Megan Fletcher (born 2 August 1989) is an Irish judoka, who was born in England. She previously represented England and Great Britain judo at the international level before competing for  the Republic of Ireland.

Personal history
Megan Fletcher was born on 2 August 1989 in Reading, England. She was schooled at The Emmbrook School, in Wokingham, before going to the University of Bath, where she has trained since 2007 with Team Bath.  she resides in Wokingham, which is where her club, Pinewood Judo Club, is located.

Besides judo, Fletcher is a trained geography teacher, and teaches part-time at The Castle School, Thornbury, South Gloucestershire.

Judo career
Fletcher began judo at the age of 5, and became a first dan black belt at the age of 15. In 2011, Fletcher participated for Great Britain at the World University Games in China.

At the 2014 Commonwealth Games, held in Glasgow, Scotland, Fletcher beat Moira de Villiers of New Zealand in the 70 kilograms judo final, by ippon with tate shiho gatame. Fletcher reached the final despite the fact that she had her face taped up after suffering an injury to her nose against the "gold medal hope" Sally Conway of Scotland in the semi-finals; Conway was the British judo number one going into the tournament.
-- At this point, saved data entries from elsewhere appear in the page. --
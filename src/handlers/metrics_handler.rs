use axum::{extract::State, http::StatusCode, response::IntoResponse};
use metrics_exporter_prometheus::PrometheusHandle;
use std::sync::Arc;

/// Handle the metrics endpoint
pub async fn metrics(State(handle): State<Arc<PrometheusHandle>>) -> impl IntoResponse {
    (StatusCode::OK, handle.render())
}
After her victory in the final, Fletcher dedicated it to her sensei, Don Werner, who had been her coach at Pinewood and died in January 2014 of cancer. Fletcher's younger brother Ben Fletcher was due to compete in the judo  category, but a week before the event he suffered an injury and was forced to withdraw; he was replaced by Danny Williams. Megan is currently ranked 40th in the world in the 70kg category by the International Judo Federation.

In 2020, she competed in the women's 70 kg event at the 2020 European Judo Championships held in Prague, Czech Republic. In 2021, she competed in the women's 70 kg event at the 2020 Summer Olympics in Tokyo, Japan.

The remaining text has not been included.